Monday, March 15, 2010

beer bread

I was going to make Irish Soda Bread to be all theme-party-like for you guys, but I used all my eggs making a savory bread pudding. That I have been eating for three straight days-- do you think bread pudding has protein? Just watched Jamie Oliver's TED talk speech and have so many emotions about nutrition and obesity and America.

Anyway this bread is amazing. I was always curious about non-sweet quick breads and this one is amazing. The texture isn't too biscuity at all, which was my number one fear. It's just delicious and it slices fairly well, too, for fake PBJs or even real sandwiches. AH!

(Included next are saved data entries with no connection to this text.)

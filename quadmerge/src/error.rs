//! Error types for a merge run.
//!
//! Every fatal condition of a run maps to one [`MergeError`] variant. Engine
//! failures carry the [`Stage`] they happened in so the operator can tell a
//! failed row from a failed crop without reading engine internals.

use std::fmt;
use std::io;
use std::path::PathBuf;

use thiserror::Error;

use crate::engine::EngineError;

/// Result type for merge operations.
pub type MergeResult<T> = Result<T, MergeError>;

/// Pipeline step that invoked the raster engine.
#[derive(Debug, Clone, Copy, PartialEq, Eq, Hash)]
pub enum Stage {
    /// Probing a sample tile for its pixel size.
    Identify,
    /// Synthesizing the transparent placeholder tile.
    Placeholder,
    /// Concatenating one row of tiles left to right.
    Row(u32),
    /// Stacking all rows top to bottom.
    Merge,
    /// Trimming the uniform border.
    Crop,
    /// Scaling to a percentage of the original size.
    Resize,
}

impl fmt::Display for Stage {
    fn fmt(&self, f: &mut fmt::Formatter<'_>) -> fmt::Result {
        match self {
            Stage::Identify => write!(f, "tile size probe"),
            Stage::Placeholder => write!(f, "placeholder synthesis"),
            Stage::Row(row) => write!(f, "row generation (row {})", row),
            Stage::Merge => write!(f, "row merge"),
            Stage::Crop => write!(f, "crop"),
            Stage::Resize => write!(f, "resize"),
        }
    }
}

/// Errors that abort a merge run.
#[derive(Debug, Error)]
pub enum MergeError {
    /// The locator found nothing to merge.
    #[error("{}", no_tiles_message(.root, .depth))]
    NoTilesFound {
        root: PathBuf,
        depth: Option<u32>,
    },

    /// The input path does not exist.
    #[error("Input not found: {}", .0.display())]
    InputNotFound(PathBuf),

    /// Reading the input tree failed.
    #[error("Failed to scan {}: {source}", .path.display())]
    Scan { path: PathBuf, source: io::Error },

    /// A raster engine invocation failed.
    #[error("{stage} failed: {source}")]
    ExternalEngineFailure { stage: Stage, source: EngineError },

    /// The placeholder tile could not be probed or synthesized.
    #[error("Failed to create placeholder tile: {0}")]
    PlaceholderCreationFailed(#[source] EngineError),

    /// Moving the finished image to its destination failed.
    #[error("Failed to write output {}: {source}", .path.display())]
    OutputWriteFailure { path: PathBuf, source: io::Error },

    /// The scratch directory could not be prepared.
    #[error("Failed to prepare temporary directory {}: {source}", .path.display())]
    ScratchDirectory { path: PathBuf, source: io::Error },

    /// A run option is out of range.
    #[error("Invalid option: {0}")]
    InvalidOption(String),
}

fn no_tiles_message(root: &std::path::Path, depth: &Option<u32>) -> String {
    match depth {
        Some(depth) => format!(
            "Directory {} contains no tile images at depth {}",
            root.display(),
            depth
        ),
        None => format!(
            "Directory {} does not contain any tile images",
            root.display()
        ),
    }
}

impl MergeError {
    /// Wrap an engine failure with the stage it happened in.
    pub fn engine(stage: Stage, source: EngineError) -> Self {
        MergeError::ExternalEngineFailure { stage, source }
    }

    /// The stage an engine failure belongs to, if any.
    pub fn stage(&self) -> Option<Stage> {
        match self {
            MergeError::ExternalEngineFailure { stage, .. } => Some(*stage),
            MergeError::PlaceholderCreationFailed(_) => Some(Stage::Placeholder),
            _ => None,
        }
    }
}
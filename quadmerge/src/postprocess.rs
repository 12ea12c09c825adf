//! Optional crop and resize of the merged image.
//!
//! Crop runs before resize so the resize touches fewer pixels. Each step
//! writes a new file in the scratch directory and the last file produced is
//! the one that gets moved to the destination.

use std::path::{Path, PathBuf};

use tracing::info;

use crate::engine::RasterEngine;
use crate::error::{MergeError, MergeResult, Stage};
use crate::scratch::ScratchDir;

/// Colour tolerance used when trimming borders.
pub const CROP_FUZZ_PERCENT: u8 = 80;

/// Resize percentage that leaves the image untouched.
pub const NO_RESIZE: u32 = 100;

/// Which post-processing steps to run.
#[derive(Debug, Clone, Copy, PartialEq, Eq)]
pub struct PostProcess {
    pub crop: bool,
    pub resize_percent: u32,
}

impl Default for PostProcess {
    fn default() -> Self {
        Self {
            crop: false,
            resize_percent: NO_RESIZE,
        }
    }
}

impl PostProcess {
    pub fn is_noop(&self) -> bool {
        !self.crop && self.resize_percent == NO_RESIZE
    }

    /// Run the enabled steps on `image` and return the final file.
    pub fn apply(
        &self,
        engine: &dyn RasterEngine,
        image: &Path,
        scratch: &ScratchDir,
    ) -> MergeResult<PathBuf> {
        let mut current = image.to_path_buf();

        if self.crop {
            let cropped = scratch.file("out-cropped.png");
            info!(fuzz = CROP_FUZZ_PERCENT, "Cropping image");
            engine
                .trim(&current, CROP_FUZZ_PERCENT, &cropped)
                .map_err(|source| MergeError::engine(Stage::Crop, source))?;
            current = cropped;
        }

        if self.resize_percent != NO_RESIZE {
            let resized = scratch.file("out-resized.png");
            info!(
                percent = self.resize_percent,
                "Resizing image to {}% of the original size", self.resize_percent
            );
            engine
                .resize(&current, self.resize_percent, &resized)
                .map_err(|source| MergeError::engine(Stage::Resize, source))?;
            current = resized;
        }

        Ok(current)
    }
}

#[cfg(test)]
mod tests {
    use super::*;
    use crate::engine::mock::{Call, RecordingEngine};
    use tempfile::TempDir;

    fn setup() -> (TempDir, ScratchDir, PathBuf) {
        let temp = TempDir::new().unwrap();
        let scratch = ScratchDir::acquire(temp.path()).unwrap();
        let out = scratch.file("out.png");
        std::fs::write(&out, b"merged").unwrap();
        (temp, scratch, out)
    }

    #[test]
    fn test_noop_returns_input() {
        let (_temp, scratch, out) = setup();
        let engine = RecordingEngine::new();

        let result = PostProcess::default().apply(&engine, &out, &scratch).unwrap();

        assert!(PostProcess::default().is_noop());
        assert_eq!(result, out);
        assert!(engine.calls().is_empty());
    }

    #[test]
    fn test_crop_then_resize_order() {
        let (_temp, scratch, out) = setup();
        let engine = RecordingEngine::new();
        let steps = PostProcess {
            crop: true,
            resize_percent: 50,
        };

        let result = steps.apply(&engine, &out, &scratch).unwrap();

        let cropped = scratch.file("out-cropped.png");
        let resized = scratch.file("out-resized.png");
        assert_eq!(
            engine.calls(),
            vec![
                Call::Trim(out, 80, cropped.clone()),
                Call::Resize(cropped, 50, resized.clone()),
            ]
        );
        assert_eq!(result, resized);
    }

    #[test]
    fn test_resize_only_reads_merged_image() {
        let (_temp, scratch, out) = setup();
        let engine = RecordingEngine::new();
        let steps = PostProcess {
            crop: false,
            resize_percent: 25,
        };

        steps.apply(&engine, &out, &scratch).unwrap();

        assert_eq!(
            engine.calls(),
            vec![Call::Resize(out, 25, scratch.file("out-resized.png"))]
        );
    }

    #[test]
    fn test_crop_failure_reports_crop_stage() {
        let (_temp, scratch, out) = setup();
        let engine = RecordingEngine::new().failing_when(|c| matches!(c, Call::Trim(..)));
        let steps = PostProcess {
            crop: true,
            resize_percent: 50,
        };

        let err = steps.apply(&engine, &out, &scratch).unwrap_err();

        assert_eq!(err.stage(), Some(Stage::Crop));
        assert_eq!(engine.calls().len(), 1);
    }

    #[test]
    fn test_resize_failure_reports_resize_stage() {
        let (_temp, scratch, out) = setup();
        let engine = RecordingEngine::new().failing_when(|c| matches!(c, Call::Resize(..)));
        let steps = PostProcess {
            crop: false,
            resize_percent: 200,
        };

        let err = steps.apply(&engine, &out, &scratch).unwrap_err();
        assert_eq!(err.stage(), Some(Stage::Resize));
    }
}
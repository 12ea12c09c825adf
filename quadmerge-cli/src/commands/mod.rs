//! CLI command implementations.
//!
//! - [`merge`] - merge a tile pyramid into one image

pub mod merge;
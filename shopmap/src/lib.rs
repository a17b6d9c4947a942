//! shopmap - Viewport-driven store fetching for map screens
//!
//! This library turns map camera movements into the smallest set of store
//! listing requests needed to keep the visible area populated:
//!
//! - [`coord`] maps geographic viewports onto Web Mercator tile ranges
//! - [`cache`] remembers which tiles have already been fetched
//! - [`viewport`] debounces camera-idle events and evaluates each settled
//!   viewport against the cache
//! - [`stores`] and [`route`] talk to the store backend and the OSRM router
//! - [`render`] hands GeoJSON layers to the map display
//!
//! # Example
//!
//! ```ignore
//! use shopmap::config::ConfigFile;
//! use shopmap::http::AsyncReqwestClient;
//! use shopmap::render::MemoryRenderSink;
//! use shopmap::stores::HttpStoreSource;
//! use shopmap::viewport::{MapSession, ViewportFetcher};
//! use tokio_util::sync::CancellationToken;
//!
//! let config = ConfigFile::load()?;
//! let client = AsyncReqwestClient::with_timeout(config.store_source_config().timeout)?;
//! let source = HttpStoreSource::new(client, config.store_source_config());
//! let fetcher = ViewportFetcher::new(source, MemoryRenderSink::new())
//!     .with_config(config.fetch_config());
//!
//! let session = MapSession::spawn(fetcher, config.session_config(), CancellationToken::new());
//! session.camera_idle(viewport);
//! ```

pub mod cache;
pub mod config;
pub mod coord;
pub mod http;
pub mod logging;
pub mod render;
pub mod route;
pub mod stores;
pub mod viewport;

/// Version of the shopmap library and CLI.
///
/// This is synchronized across all components in the workspace.
/// The version is defined in `Cargo.toml` and injected at compile time.
pub const VERSION: &str = env!("CARGO_PKG_VERSION");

Add beer bread to the long list of things to be thankful for this week. Including sunshine, E Street Cafe in Encinitas, cutoffs, new cheap headphones with way better sound than any other headphones I have ever owned (?), Peets' Assam tea, getting the last charger at said Peets, editors putting queer erotica in a very serious-looking queer theory reader. I got about halfway through before I realized the author wasn't going to start theorizing.



BEER BREAD (variations at A Year in Bread blog sound good, too)

3 cups flour
1 T baking powder
1 T sugar
1 t salt
a 12 oz beer (I used Simpler Times and it tasted banana-y! In a good way)

Preheat the oven to 375 degrees. Put all the ingredients in a bowl, mix the beer in slowly until you have a thick dough. Plop it in a loaf pan and bake it in the oven for 45 minutes.